Although Judge Alito produced material for only 21 of the more than 50 speeches he has given, we do have the transcript of his November 2000 appearance before the Federalist Society.  The Judge took time from his busy schedule and docket to attend that Federalist Society convention in Washington just days after the presidential election in 2000.  He discussed his adherence to the theory of the “Unitary Executive” and criticized the Supreme Court for upholding the constitutionality of the independent counsel statute.  He went so far as to call the “Unitary Executive” “gospel” and to say that in his view it “best captures the meaning of the Constitution’s text and structure.”  And although Judge Alito has sought to distance himself during the hearings from his membership in the Concerned Alumni of Princeton, he has not denied his involvement in the Federalist Society which touts this theory.

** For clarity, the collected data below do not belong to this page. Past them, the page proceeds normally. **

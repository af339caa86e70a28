use std::f64::consts::PI;

use serde::{Deserialize, Serialize};

use crate::aggregate::Aggregate;
use crate::position::{Dimension, Position};

/// Seed attractor geometry. 2D aggregates admit `Point`, `Line`, `Circle`;
/// 3D aggregates admit all five.
#[derive(Debug, Clone, Copy, PartialEq, Eq, Serialize, Deserialize)]
pub enum AttractorKind {
    Point,
    Line,
    Circle,
    Sphere,
    Plane,
}

impl Aggregate {
    /// Materialize the initial seed geometry into `stuck` and `seed`.
    /// Called once, from `Aggregate::new`, before any walking occurs.
    pub(crate) fn seed_attractor(&mut self) {
        match self.attractor {
            AttractorKind::Point => self.seed_point(),
            AttractorKind::Line => self.seed_line(),
            AttractorKind::Circle => self.seed_circle(),
            AttractorKind::Sphere => self.seed_sphere(),
            AttractorKind::Plane => self.seed_plane(),
        }
    }

    fn push_seed(&mut self, p: Position) {
        self.seed.push(p);
        self.stuck.push(p);
    }

    fn seed_point(&mut self) {
        self.push_seed(Position::origin(self.dim));
    }

    fn seed_line(&mut self) {
        let half = self.att_size / 2;
        for i in 0..self.att_size {
            let x = i - half;
            let p = match self.dim {
                Dimension::Two => Position::P2 { x, y: 0 },
                Dimension::Three => Position::P3 { x, y: 0, z: 0 },
            };
            self.push_seed(p);
        }
    }

    /// Sweep theta from 0 to 2*pi inclusive in steps of 1/att_size.
    /// Coarse sweeps can revisit the same rounded lattice point — that
    /// duplication is kept (SPEC_FULL.md open question 3), not deduped.
    fn seed_circle(&mut self) {
        let n = self.att_size as f64;
        let step = 1.0 / n;
        let steps = (2.0 * PI / step).floor() as i64 + 1;
        for i in 0..=steps {
            let theta = (i as f64 * step).min(2.0 * PI);
            let x = (n * theta.cos()).floor() as i64;
            let y = (n * theta.sin()).floor() as i64;
            let p = match self.dim {
                Dimension::Two => Position::P2 { x, y },
                Dimension::Three => Position::P3 { x, y, z: 0 },
            };
            self.push_seed(p);
            if theta >= 2.0 * PI {
                break;
            }
        }
    }

    /// Double sweep: phi (azimuthal) 0..=2*pi, nested theta (polar)
    /// -pi/2..=pi/2, both stepped by 1/att_size.
    fn seed_sphere(&mut self) {
        let n = self.att_size as f64;
        let step = 1.0 / n;
        let phi_steps = (2.0 * PI / step).floor() as i64 + 1;
        let theta_steps = (PI / step).floor() as i64 + 1;

        for pi_idx in 0..=phi_steps {
            let phi = (pi_idx as f64 * step).min(2.0 * PI);
            for ti_idx in 0..=theta_steps {
                let theta = (-PI / 2.0 + ti_idx as f64 * step).min(PI / 2.0);
                let x = (n * theta.sin() * phi.cos()).floor() as i64;
                let y = (n * theta.sin() * phi.sin()).floor() as i64;
                let z = (n * theta.cos()).floor() as i64;
                self.push_seed(Position::P3 { x, y, z });
                if theta >= PI / 2.0 {
                    break;
                }
            }
            if phi >= 2.0 * PI {
                break;
            }
        }
    }

    fn seed_plane(&mut self) {
        let half = self.att_size / 2;
        for i in 0..self.att_size {
            for j in 0..self.att_size {
                self.push_seed(Position::P3 {
                    x: i - half,
                    y: j - half,
                    z: 0,
                });
            }
        }
    }
}

#[cfg(test)]
mod tests {
    use crate::config::GeneratorConfig;
    use crate::lattice::LatticeKind;
    use crate::position::Dimension;
    use crate::Aggregate;

    #[test]
    fn point_seed_is_single_origin() {
        let a = Aggregate::new(GeneratorConfig {
            dim: Dimension::Two,
            lattice: LatticeKind::Square,
            attractor: super::AttractorKind::Point,
            stickiness: 1.0,
            att_size: 1,
            b_offset: 6,
            max_walk_steps: 1_000,
            seed: Some(1),
        });
        assert_eq!(a.len(), 1);
        assert_eq!(a.seed().len(), 1);
        assert_eq!(a.particle_at(0).x(), 0);
        assert_eq!(a.particle_at(0).y(), 0);
    }

    #[test]
    fn line_seed_has_att_size_particles_centered_on_origin() {
        let a = Aggregate::new(GeneratorConfig {
            dim: Dimension::Two,
            lattice: LatticeKind::Square,
            attractor: super::AttractorKind::Line,
            stickiness: 1.0,
            att_size: 5,
            b_offset: 6,
            max_walk_steps: 1_000,
            seed: Some(2),
        });
        assert_eq!(a.len(), 5);
        let xs: Vec<i64> = (0..5).map(|i| a.particle_at(i).x()).collect();
        assert_eq!(xs, vec![-2, -1, 0, 1, 2]);
        for i in 0..5 {
            assert_eq!(a.particle_at(i).y(), 0);
        }
    }

    #[test]
    fn plane_seed_has_att_size_squared_particles() {
        let a = Aggregate::new(GeneratorConfig {
            dim: Dimension::Three,
            lattice: LatticeKind::Square,
            attractor: super::AttractorKind::Plane,
            stickiness: 1.0,
            att_size: 4,
            b_offset: 6,
            max_walk_steps: 1_000,
            seed: Some(5),
        });
        assert_eq!(a.len(), 16);
    }

    #[test]
    fn sphere_seed_only_produces_3d_positions() {
        let a = Aggregate::new(GeneratorConfig {
            dim: Dimension::Three,
            lattice: LatticeKind::Square,
            attractor: super::AttractorKind::Sphere,
            stickiness: 1.0,
            att_size: 4,
            b_offset: 6,
            max_walk_steps: 1_000,
            seed: Some(6),
        });
        assert!(a.len() > 0);
        for i in 0..a.len() {
            let p = a.particle_at(i);
            assert!(matches!(p, crate::Position::P3 { .. }));
        }
    }
}
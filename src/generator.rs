use crate::aggregate::Aggregate;
use crate::config::GeneratorConfig;
use crate::error::GenerateError;
use crate::rng;

/// Outcome of a single walker's attempt to reach the aggregate.
#[derive(Debug, Clone, Copy, PartialEq, Eq)]
pub enum WalkOutcome {
    /// The walker stuck after `steps` lattice steps, `boundary_collisions`
    /// of which were reverted by the boundary enforcer.
    Stuck { steps: u64, boundary_collisions: u64 },
    /// The walker exhausted its step budget without sticking. Normal
    /// flow, not an error — the driver abandons it and spawns a fresh
    /// walker (SPEC_FULL.md §7, §8 scenario 5).
    Exhausted { steps: u64, boundary_collisions: u64 },
}

impl Aggregate {
    /// Construct an empty, seeded aggregate. Panics if `config` describes
    /// a contract violation (SPEC_FULL.md §7).
    pub fn new(config: GeneratorConfig) -> Aggregate {
        config.validate();

        let mut aggregate = Aggregate {
            dim: config.dim,
            lattice: config.lattice,
            attractor: config.attractor,
            stickiness: config.stickiness,
            stuck: Vec::new(),
            seed: Vec::new(),
            required_steps: Vec::new(),
            boundary_collisions: Vec::new(),
            max_x: 0,
            max_y: 0,
            max_z: 0,
            max_r_sqd: 0,
            b_offset: config.b_offset,
            spawn_diam: config.b_offset,
            att_size: if matches!(config.attractor, crate::seed::AttractorKind::Point) {
                1
            } else {
                config.att_size
            },
            max_walk_steps: config.max_walk_steps,
            rng: rng::make_rng(config.seed),
        };

        aggregate.seed_attractor();
        tracing::debug!(
            dim = ?aggregate.dim,
            lattice = ?aggregate.lattice,
            attractor = ?aggregate.attractor,
            stickiness = aggregate.stickiness,
            seed_particles = aggregate.seed.len(),
            "aggregate initialized",
        );
        aggregate
    }

    /// Pre-size the particle and statistics storage for `additional` more
    /// particles. Fails with [`GenerateError::ResourceExhausted`] rather
    /// than aborting the process, per SPEC_FULL.md §7.
    pub fn reserve(&mut self, additional: usize) -> Result<(), GenerateError> {
        self.stuck.try_reserve(additional)?;
        self.required_steps.try_reserve(additional)?;
        self.boundary_collisions.try_reserve(additional)?;
        Ok(())
    }

    /// Run a single walker from spawn to either stick or step-budget
    /// exhaustion. Exposed (crate-visible) so tests can exercise the
    /// bounded-budget scenario directly without going through `generate`.
    pub(crate) fn attempt_particle(&mut self) -> WalkOutcome {
        let mut curr = self.spawn_particle();
        let mut steps: u64 = 0;
        let mut boundary_collisions: u64 = 0;

        loop {
            if steps >= self.max_walk_steps {
                return WalkOutcome::Exhausted { steps, boundary_collisions };
            }

            let prev = curr;
            let stepped = self.lattice_step(prev);
            steps += 1;

            let (resolved, counted) = self.enforce_boundary(prev, stepped);
            if counted {
                boundary_collisions += 1;
            }
            curr = resolved;

            if self.try_stick(prev, curr) {
                return WalkOutcome::Stuck { steps, boundary_collisions };
            }
        }
    }

    /// Generate until `n` more particles have stuck, or `cancel` returns
    /// `true` between particles. `progress`, if given, is called after
    /// every stick with `(stuck_so_far, n)`.
    pub fn generate(
        &mut self,
        n: usize,
        mut progress: Option<&mut dyn FnMut(usize, usize)>,
        mut cancel: Option<&mut dyn FnMut() -> bool>,
    ) -> Result<(), GenerateError> {
        self.reserve(n)?;

        let mut stuck_so_far = 0usize;
        while stuck_so_far < n {
            loop {
                match self.attempt_particle() {
                    WalkOutcome::Stuck { steps, boundary_collisions } => {
                        self.required_steps.push(steps);
                        self.boundary_collisions.push(boundary_collisions);
                        stuck_so_far += 1;
                        tracing::trace!(steps, boundary_collisions, stuck_so_far, "particle stuck");
                        if let Some(cb) = progress.as_deref_mut() {
                            cb(stuck_so_far, n);
                        }
                        break;
                    }
                    WalkOutcome::Exhausted { steps, boundary_collisions } => {
                        tracing::debug!(steps, boundary_collisions, "walk exhausted, respawning");
                    }
                }
            }

            if let Some(cb) = cancel.as_deref_mut() {
                if cb() {
                    tracing::debug!(stuck_so_far, n, "generate cancelled");
                    return Ok(());
                }
            }
        }

        tracing::debug!(stuck_so_far, n, "generate complete");
        Ok(())
    }
}
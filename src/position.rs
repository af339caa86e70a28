use serde::{Deserialize, Serialize};

/// Lattice dimensionality of an aggregate.
#[derive(Debug, Clone, Copy, PartialEq, Eq, Serialize, Deserialize)]
pub enum Dimension {
    Two,
    Three,
}

/// An integer lattice coordinate.
///
/// `P2` carries `(x, y)`; `P3` carries `(x, y, z)`. Which variant appears in
/// a given [`crate::Aggregate`] is fixed by its [`Dimension`] at
/// construction and never mixed.
#[derive(Debug, Clone, Copy, PartialEq, Eq, Serialize, Deserialize)]
pub enum Position {
    P2 { x: i64, y: i64 },
    P3 { x: i64, y: i64, z: i64 },
}

impl Position {
    pub fn origin(dim: Dimension) -> Position {
        match dim {
            Dimension::Two => Position::P2 { x: 0, y: 0 },
            Dimension::Three => Position::P3 { x: 0, y: 0, z: 0 },
        }
    }

    pub fn x(&self) -> i64 {
        match *self {
            Position::P2 { x, .. } | Position::P3 { x, .. } => x,
        }
    }

    pub fn y(&self) -> i64 {
        match *self {
            Position::P2 { y, .. } | Position::P3 { y, .. } => y,
        }
    }

    /// `0` for `P2`, since a 2D point has no out-of-plane extent.
    pub fn z(&self) -> i64 {
        match *self {
            Position::P2 { .. } => 0,
            Position::P3 { z, .. } => z,
        }
    }

    /// Squared Euclidean distance from the origin.
    pub fn radius_sqd(&self) -> i64 {
        self.x() * self.x() + self.y() * self.y() + self.z() * self.z()
    }

    /// Offset this position by `(dx, dy, dz)`. `dz` is ignored for `P2`.
    pub fn translated(&self, dx: i64, dy: i64, dz: i64) -> Position {
        match *self {
            Position::P2 { x, y } => Position::P2 { x: x + dx, y: y + dy },
            Position::P3 { x, y, z } => Position::P3 {
                x: x + dx,
                y: y + dy,
                z: z + dz,
            },
        }
    }
}

#[cfg(test)]
mod tests {
    use super::*;

    #[test]
    fn z_defaults_to_zero_in_2d() {
        let p = Position::P2 { x: 3, y: -4 };
        assert_eq!(p.z(), 0);
        assert_eq!(p.radius_sqd(), 25);
    }

    #[test]
    fn translate_preserves_variant() {
        let p = Position::origin(Dimension::Three).translated(1, -1, 2);
        assert_eq!(p, Position::P3 { x: 1, y: -1, z: 2 });

        let p2 = Position::origin(Dimension::Two).translated(1, -1, 99);
        assert_eq!(p2, Position::P2 { x: 1, y: -1 });
    }
}
use std::collections::TryReserveError;

/// The one fallible outcome this crate's public API exposes. Malformed
/// construction parameters are contract violations and panic instead
/// (SPEC_FULL.md §7); this type only covers storage growth failure.
#[derive(Debug, thiserror::Error)]
pub enum GenerateError {
    #[error("failed to reserve storage for additional particles: {0}")]
    ResourceExhausted(#[from] TryReserveError),
}
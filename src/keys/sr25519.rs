//! # sr25519 Keys
//!
//! Schnorr signatures over the Ristretto group (schnorrkel), as used by
//! Substrate-based chains.
//!
//! | Form | Size | Notes |
//! |------|------|-------|
//! | Mini secret (seed) | 32 bytes | Expanded in Ed25519 mode |
//! | Expanded secret | 64 bytes | `scalar(32) ‖ nonce(32)` |
//! | Public key | 32 bytes | Compressed Ristretto point |
//! | Signature | 64 bytes | Signing context `"substrate"` |

use std::fmt;

use rand_core::CryptoRngCore;
use schnorrkel::{ExpansionMode, MiniSecretKey, SecretKey, Signature};
use zeroize::{ZeroizeOnDrop, Zeroizing};

use crate::error::{Error, Result};

/// Size of the mini secret seed in bytes
pub const SEED_SIZE: usize = 32;

/// Size of an expanded secret key in bytes
pub const SECRET_KEY_SIZE: usize = 64;

/// Size of a public key in bytes
pub const PUBLIC_KEY_SIZE: usize = 32;

/// Size of a signature in bytes
pub const SIGNATURE_SIZE: usize = 64;

/// Signing context shared with Substrate tooling
pub const SIGNING_CONTEXT: &[u8] = b"substrate";

/// sr25519 private key
///
/// Keeps the seed when the key was built from one, so `bytes()` can hand
/// back the same 32 bytes it was given.
#[derive(Clone, ZeroizeOnDrop)]
pub struct Sr25519PrivateKey {
    seed: Option<[u8; SEED_SIZE]>,
    #[zeroize(skip)] // schnorrkel::SecretKey handles its own zeroization
    secret: SecretKey,
}

impl Sr25519PrivateKey {
    /// Parse a 32-byte mini secret or a 64-byte expanded secret key
    pub fn from_bytes(bytes: &[u8]) -> Result<Self> {
        match bytes.len() {
            SEED_SIZE => {
                let mini = MiniSecretKey::from_bytes(bytes)
                    .map_err(|e| Error::InvalidKey(format!("sr25519 seed: {}", e)))?;
                let mut seed = [0u8; SEED_SIZE];
                seed.copy_from_slice(bytes);
                Ok(Self {
                    seed: Some(seed),
                    secret: mini.expand(ExpansionMode::Ed25519),
                })
            }
            SECRET_KEY_SIZE => {
                let secret = SecretKey::from_bytes(bytes)
                    .map_err(|e| Error::InvalidKey(format!("sr25519 secret: {}", e)))?;
                Ok(Self { seed: None, secret })
            }
            _ => Err(Error::BadKeyLength("sr25519")),
        }
    }

    /// Generate a new random private key
    pub fn generate(rng: &mut impl CryptoRngCore) -> Self {
        let mini = MiniSecretKey::generate_with(&mut *rng);
        Self {
            seed: Some(mini.to_bytes()),
            secret: mini.expand(ExpansionMode::Ed25519),
        }
    }

    /// Get the seed, or the 64-byte expanded key if no seed is known
    ///
    /// ## Security Warning
    ///
    /// Only use this for secure storage. Never log or transmit these bytes.
    pub fn bytes(&self) -> Vec<u8> {
        match &self.seed {
            Some(seed) => seed.to_vec(),
            None => self.secret.to_bytes().to_vec(),
        }
    }

    /// Derive the public key
    pub fn public_key(&self) -> Sr25519PublicKey {
        Sr25519PublicKey {
            key: self.secret.to_public(),
        }
    }

    /// Sign a message under the `"substrate"` context
    pub fn sign(&self, message: &[u8]) -> [u8; SIGNATURE_SIZE] {
        let public = self.secret.to_public();
        self.secret
            .sign_simple(SIGNING_CONTEXT, message, &public)
            .to_bytes()
    }

    /// Canonical secret scalar bytes, used for key exchange
    pub(crate) fn scalar_bytes(&self) -> Zeroizing<[u8; 32]> {
        let expanded = Zeroizing::new(self.secret.to_bytes());
        let mut scalar = Zeroizing::new([0u8; 32]);
        scalar.copy_from_slice(&expanded[..32]);
        scalar
    }
}

impl fmt::Debug for Sr25519PrivateKey {
    fn fmt(&self, f: &mut fmt::Formatter<'_>) -> fmt::Result {
        f.debug_struct("Sr25519PrivateKey")
            .field("public", &hex::encode(self.public_key().bytes()))
            .finish()
    }
}

/// sr25519 public key
#[derive(Debug, Clone, PartialEq, Eq)]
pub struct Sr25519PublicKey {
    key: schnorrkel::PublicKey,
}

impl Sr25519PublicKey {
    /// Parse a 32-byte compressed Ristretto point
    pub fn from_bytes(bytes: &[u8]) -> Result<Self> {
        if bytes.len() != PUBLIC_KEY_SIZE {
            return Err(Error::InvalidLength(bytes.len()));
        }

        let key = schnorrkel::PublicKey::from_bytes(bytes)
            .map_err(|e| Error::InvalidPublicKey(format!("sr25519: {}", e)))?;
        Ok(Self { key })
    }

    /// Get the 32-byte encoding
    pub fn bytes(&self) -> [u8; PUBLIC_KEY_SIZE] {
        self.key.to_bytes()
    }

    /// Verify a 64-byte signature made under the `"substrate"` context
    pub fn verify(&self, message: &[u8], signature: &[u8]) -> bool {
        let Ok(signature) = Signature::from_bytes(signature) else {
            return false;
        };
        self.key
            .verify_simple(SIGNING_CONTEXT, message, &signature)
            .is_ok()
    }
}

// ============================================================================
// TESTS
// ============================================================================

#[cfg(test)]
mod tests {
    use super::*;
    use crate::testing;
    use rand::SeedableRng;
    use rand_chacha::ChaCha20Rng;

    #[test]
    fn test_bytes_returns_seed() {
        assert_eq!(
            hex::encode(testing::sr25519_alice().bytes()),
            "5c6d7adf75bda1180c225d25f3aa8dc174bbfb3cddee11ae9a85982f6faf791a"
        );
    }

    #[test]
    fn test_expanded_key_round_trip() {
        let bob = testing::sr25519_bob();
        let expanded = bob.secret.to_bytes();

        let restored = Sr25519PrivateKey::from_bytes(&expanded).unwrap();
        assert_eq!(restored.bytes(), expanded.to_vec());
        assert_eq!(restored.public_key(), bob.public_key());
    }

    #[test]
    fn test_bad_key_length() {
        assert_eq!(
            Sr25519PrivateKey::from_bytes(&[1u8; 48]).unwrap_err(),
            Error::BadKeyLength("sr25519")
        );
        assert_eq!(
            Sr25519PublicKey::from_bytes(&[0x72, 0x3c, 0xaa, 0x23]).unwrap_err(),
            Error::InvalidLength(4)
        );
    }

    #[test]
    fn test_public_key_round_trip() {
        let public = testing::sr25519_eve().public_key();
        assert_eq!(Sr25519PublicKey::from_bytes(&public.bytes()).unwrap(), public);
    }

    #[test]
    fn test_verify_known_signatures() {
        let bob_signature = hex::decode(
            "6251aa51a4b415a3fa2886a4c674d747f91d2733f5f2010011351c7c791a0628\
             ca2da1aba22734fe8023e29c87b6daa312f0c2ef3e561bac48c62ac5e6cd8580",
        )
        .unwrap();
        assert!(testing::sr25519_bob()
            .public_key()
            .verify(b"message", &bob_signature));

        let alice_signature = hex::decode(
            "5661629c9b2fd6ff80b405355ef412a5c5aafee4297d3411842dfa2c76bc1b74\
             614bc66bc261a565dc2b0844643b72d42fbede7ec980e3d9357f370dd342e783",
        )
        .unwrap();
        assert!(testing::sr25519_alice()
            .public_key()
            .verify(b"egassem", &alice_signature));
    }

    #[test]
    fn test_verify_rejects_foreign_signature() {
        // An ed25519 signature lacks the schnorrkel marker bit.
        let ed25519_signature = testing::ed25519_bob().sign(b"message");
        assert!(!testing::sr25519_alice()
            .public_key()
            .verify(b"egassem", &ed25519_signature));
    }

    #[test]
    fn test_sign_and_verify() {
        let alice = testing::sr25519_alice();
        let signature = alice.sign(b"message");

        assert!(alice.public_key().verify(b"message", &signature));
        assert!(!alice.public_key().verify(b"egassem", &signature));
        assert!(!testing::sr25519_bob().public_key().verify(b"message", &signature));
    }

    #[test]
    fn test_generate() {
        let mut rng = ChaCha20Rng::seed_from_u64(25519);
        let key = Sr25519PrivateKey::generate(&mut rng);
        assert_eq!(key.bytes().len(), SEED_SIZE);

        let again = Sr25519PrivateKey::from_bytes(&key.bytes()).unwrap();
        assert_eq!(again.public_key(), key.public_key());
    }
}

That audition before the Federalist Society appeared to work, reminding those advising the new President that they had a known quantity in Samuel Alito.  It led to a White House interview in connection with a possible future Supreme Court vacancy shortly thereafter in 2001.  Judge Alito had other meetings and interviews but the key one took place in May 2005 with Vice President Cheney, Scooter Libby, Karl Rove and others at the White House.  It was months before Justice O’Connor made her announcement to retire – that came in July.  But in May, Judge Alito was called to a meeting with this Administration’s key political strategists.  It was this meeting that I thought of when Judge Alito sat before the Committee and asked, “How did I get here?”  

He must have gotten this critical nomination because of his deference to government power, his adherence to the “Unitary Executive,” his rulings in favor of government intrusions, and whatever he said in his job interviews at the White House that convinced those advising this President that he will be a reliable vote against challenges to presidential power.

Responding To Questions, But Answering Few

In last week’s hearings, Judge Alito responded to hundreds of questions, but he adequately answered far too few of them.  His answers often amounted to a scholastic or technical discussion.  That may be adequate in a classroom, but his answers were not sufficient about his own approach to the law and the Constitution.  This was his one moment of accountability before potentially taking a lifetime seat on the highest court in the land.  There was too little substance and too little accountability to the American people and to the Senate.

Judge Alito spent his entire legal career working for the government.  Indeed since he graduated from law school his sole employer and, in essence, his one “client” has been the government.  He was given political appointments by President Reagan, the former President Bush and is now nominated by the current President Bush to the most important position to which anyone could be named.  In an extraordinary era of governmental intrusions into the lives of ordinary Americans, when it has been left to the Supreme Court to restore balance, it is difficult to have any confidence that this nominee will serve as an effective check on his patron or on the government which he has spent his entire legal practice representing.

I voted for President Reagan’s nomination of Justice Sandra Day O’Connor, for President Reagan’s nomination of Justice Anthony Kennedy, for President Bush’s nomination of Justice Souter, and for this President’s recent nomination of Chief Justice Roberts.   I cannot vote for this nomination.  

I want a Supreme Court that acts in its finest tradition of preventing government intrusion into the personal privacy and freedoms of all Americans.  I want all Americans to know that the Supreme Court will protect their rights and will respect the authority of Congress to act in their interest.  The Supreme Court must be an institution where the Bill of Rights and human dignity are honored. 

At a time when the President is seizing unprecedented power, the Supreme Court needs to act as a check and to provide balance.  Based on the hearing and his record, I have no confidence that Judge Alito would provide that check and balance.  In good conscience, based on the record, I cannot support this nomination.